1.3人工重组异期卵母细胞核二倍体孤雌囊胚(含有速激核成熟新生小鼠生长初期卵母细胞和M Ⅱ期卵母细胞基因组的二倍体孤雌胚胎)的构建
本研究分别研究了CB对生发泡(GV)期卵母细胞去核效果的影响、去除成年小鼠MⅠ期卵母细胞GV的方法选择、新生小鼠生长初期卵母细胞与去核GV期卵母细胞黏合体系的筛选、电融合条件选择以及重构胚化学激活方法的筛选等,旨在构建含有速激核成熟新生小鼠生长初期卵母细胞和MⅡ期卵母细胞基因组的二倍体孤雌胚胎,用于ESCs的分离。结果表明:预先采用10μg/mL CB溶液处理GV期卵母细胞,0.5%链霉蛋白酶去除GV期卵母细胞的透明带,显微操作仪上去除生发泡,将去除生发泡的GV期卵母细胞与新生小鼠生长初期卵母细胞移入自制凹窝内进行黏合,选择1.5KV/cm-2.0KV/cm的电场强度、40μS的脉冲宽度对黏合细胞进行电击,发生电融合和电激活,获得排出了第一极体的速激核成熟重构卵母细胞。利用显微操作仪将重构卵母细胞的核区移植到去除第一极体的MⅡ期成熟卵母细胞的透明带下,通过电融合使两者发生融合,形成含有两个MⅡ期卵母细胞核的重构卵细胞,再经过对其进行7%乙醇(5min)联合2.5mmol/L6-DMAP (4h)(?)勺激活后用于体外培养,可以构建出含有速激核成熟新生小鼠生长初期卵母细胞和MⅡ期卵母细胞基因组的二倍体孤雌胚胎。

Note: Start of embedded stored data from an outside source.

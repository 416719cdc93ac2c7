use crate::technique::Technique;

pub const POST_SYSTEM_PROMPT: &str = "You write short, funny social media posts for a media-literacy party game. \
    The posts deliberately use rhetorical manipulation techniques so players can learn to spot them. \
    Never be hateful, never target real people or groups, and keep it light.";

pub const ANALYST_SYSTEM_PROMPT: &str = "You are a media-literacy coach. You explain manipulation techniques \
    in plain words and rewrite manipulative texts into calm, neutral versions.";

fn technique_labels(techniques: &[Technique]) -> String {
    techniques
        .iter()
        .map(|t| t.label())
        .collect::<Vec<_>>()
        .join(", ")
}

pub fn post_prompt(topic: &str, techniques: &[Technique], language: &str) -> String {
    format!(
        "Write a short post (2-3 sentences) in {language} about \"{topic}\" that uses these manipulation techniques: {labels}. \
         Humorous, not offensive. Return only the post.",
        labels = technique_labels(techniques),
    )
}

pub fn analysis_prompt(post: &str, techniques: &[Technique], language: &str) -> String {
    format!(
        r#"Manipulative post: "{post}"
The post uses these manipulation techniques: {labels}

IMPORTANT: write a complete neutral version of this post. It must be a rewrite of the same post, with the same topic and content, but without emotional manipulation, false dilemmas, personal attacks or blame shifting.

Example:
Manipulative post: "Either you study right now or you fail forever!"
Neutral version: "Studying consistently can help you succeed."

Write all texts in {language}. Return JSON only, no extra text:
{{
  "explanation": "short explanation of the manipulation techniques in the post",
  "neutralAlternative": "the complete neutral rewrite of the post",
  "manipulationLevel": 50,
  "aiCommentary": "a short witty remark"
}}"#,
        labels = technique_labels(techniques),
    )
}

pub fn neutral_rewrite_prompt(post: &str, language: &str) -> String {
    format!(
        r#"Manipulative post: "{post}"

VERY IMPORTANT: rewrite this post as a neutral version in {language}. It must be a rewrite of the same post with the same topic and content, but without emotional manipulation, false dilemmas, personal attacks or blame shifting.

Example:
Manipulative post: "You picked the couch AGAIN? Your running shoes are crying in the dark from neglect!"
Neutral version: "Regular exercise is good for your health. It is worth fitting some activity into your routine."

Return only the neutral version, without explanations, quotes or any extra text."#
    )
}

pub fn ai_guess_prompt(post: &str, make_mistake: bool, language: &str) -> String {
    let instruction = if make_mistake {
        "Add exactly one wrong technique or miss exactly one correct technique."
    } else {
        "Identify the techniques correctly."
    };
    let tags = Technique::ALL
        .iter()
        .map(|t| format!("{} ({})", t.tag(), t.label()))
        .collect::<Vec<_>>()
        .join(", ");

    format!(
        r#"Post: "{post}"
You are a player in a game guessing which manipulation techniques this post uses. {instruction}
Allowed techniques: {tags}
Reply with JSON only, the analysis written in {language}: {{"techniques":["technique_tag"],"analysis":"a short comment"}}"#
    )
}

2.小鼠ESCs、pESCs和重构pESCs(?)勺分离、培养与鉴定
2.1小鼠体内受精囊胚ESCs的分离、培养与鉴定
本研究采集13.5d胎龄的胎儿分离MEFs,选取第3代MEFs制备饲养层;分别采用全胚法和免疫外科法从4d胚龄的囊胚中获取ICM,将ICM小团块移到饲养层上进行增殖培养,观察集落形态,并对细胞集落进行多能性鉴定。结果表明:采用全胚法和免疫外科法均能分离得到小鼠ESCs集落,其集落形成率差异不显著(30.26±2.77%vs32.92±4.37%,P>0.05)。两种方法所得ESCs集落具有典型的ESCs形态特征,AKP染色阳性,ESCs的染色体为二倍体,具有正常核型,Oct-4和SSEA-1免疫细胞化学检测为阳性,RT-PCR检测表明ESCs表达多能性基因:Oct-4和Sox-2, RT-PCR检测显示EB中三个胚层的标记基因(Fgf-5、Bra T和Afp)均为阳性。

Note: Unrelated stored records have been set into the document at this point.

use crate::state::AppState;
use std::sync::Arc;
use std::time::Duration;

/// Spawn a background task that moves rounds along when their deadlines pass.
/// Guessing closes at its deadline, and the reveal turns into the comparison.
pub fn spawn_phase_watcher(state: Arc<AppState>, interval: Duration) {
    tokio::spawn(async move {
        tracing::info!("Phase watcher running every {:?}", interval);

        loop {
            tokio::time::sleep(interval).await;
            state.tick(chrono::Utc::now()).await;
        }
    });
}
use super::*;
use serde::{Deserialize, Serialize};
use std::time::Instant;

/// Ollama provider implementation
pub struct OllamaProvider {
    base_url: String,
    model: String,
    client: reqwest::Client,
}

impl OllamaProvider {
    pub fn new(base_url: String, model: String) -> LlmResult<Self> {
        let client = reqwest::Client::builder()
            .timeout(Duration::from_secs(120))
            .build()
            .map_err(|e| LlmError::ConfigError(format!("Failed to build HTTP client: {}", e)))?;

        Ok(Self {
            base_url: base_url.trim_end_matches('/').to_string(),
            model,
            client,
        })
    }
}

#[derive(Debug, Serialize)]
struct OllamaGenerateRequest<'a> {
    model: &'a str,
    prompt: &'a str,
    #[serde(skip_serializing_if = "Option::is_none")]
    system: Option<&'a str>,
    stream: bool,
    #[serde(skip_serializing_if = "Option::is_none")]
    options: Option<OllamaOptions>,
}

#[derive(Debug, Serialize)]
struct OllamaOptions {
    #[serde(skip_serializing_if = "Option::is_none")]
    num_predict: Option<u32>,
}

#[derive(Debug, Deserialize)]
struct OllamaGenerateResponse {
    response: String,
    #[serde(default)]
    eval_count: Option<u32>,
}

#[async_trait]
impl LlmProvider for OllamaProvider {
    async fn generate(&self, request: GenerateRequest) -> LlmResult<GenerateResponse> {
        let start = Instant::now();

        let ollama_request = OllamaGenerateRequest {
            model: &self.model,
            prompt: &request.prompt,
            system: request.system.as_deref(),
            stream: false,
            options: request.max_tokens.map(|num_predict| OllamaOptions {
                num_predict: Some(num_predict),
            }),
        };

        let url = format!("{}/api/generate", self.base_url);

        let response = tokio::time::timeout(
            request.timeout,
            self.client.post(&url).json(&ollama_request).send(),
        )
        .await
        .map_err(|_| LlmError::Timeout(request.timeout))?
        .map_err(|e| LlmError::ApiError(e.to_string()))?;

        if !response.status().is_success() {
            return Err(LlmError::ApiError(format!(
                "Ollama API returned status: {}",
                response.status()
            )));
        }

        let ollama_response: OllamaGenerateResponse = response
            .json()
            .await
            .map_err(|e| LlmError::ParseError(e.to_string()))?;

        Ok(GenerateResponse {
            text: ollama_response.response.trim().to_string(),
            metadata: ResponseMetadata {
                provider: "ollama".to_string(),
                model: self.model.clone(),
                tokens_used: ollama_response.eval_count,
                latency_ms: start.elapsed().as_millis() as u64,
            },
        })
    }

    fn name(&self) -> &str {
        "ollama"
    }
}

2.2昆明小鼠孤雌囊胚来源pESCs的分离、培养与鉴定
鉴于孤雌囊胚于体外培养时间过长,胚胎难以突破透明带引起囊胚孵化率和贴壁率降低的情况,本研究选用免疫外科法分离单倍体pESCs(源自SrCl2激活卵母细胞4h所得囊胚)和二倍体pESCs(源自10mM SrCl2+5μg/mL CB激活卵母细胞4h所得囊胚),并对所得细胞进行多能性鉴定,旨在探讨孤雌囊胚染色体倍性对pESCs分离和培养效率的影响,筛选适宜倍性的孤雌囊胚获取pESCs。(?)吉果表明:本研究所得到的pESCs集落具有与体内受精囊胚来源ESCs类似的多能性鉴定效果。从二倍体孤雌囊胚分离所得pESCs的集落形成率显著高于单倍体孤雌囊胚处理组(13.54±4.43%vs7.17±4.45%,P<0.05),宜选择有利于提高二倍体孤雌囊胚形成率的激活方法进行pESCs的分离。
2.3异期二倍染色体重构胚胎来源pESCs的分离、培养与鉴定
本研究通过构建包含有新生小鼠生长初期卵母细胞和MⅡ期卵母细胞的二倍染色体重构核型孤雌胚胎,经体外培养获得囊胚,采用全胚法分离pESCs,并对所得重构pESCs进行多能性鉴定。结果表明:将融合后发育至桑葚胚期和囊胚期的180枚胚胎转移到MEFs饲养层上,48h后从透明带中孵出并贴壁于饲养层上,96h后ICM长出并开始增殖,5d后ICM增殖成柱状,挑出消化离散成细胞小团块后,5d后可见形成了26个pESCs集落,其集落形成率为14.43±4.36%。所得集落具有与体内受精囊胚来源ESCs类似的多能性鉴定效果。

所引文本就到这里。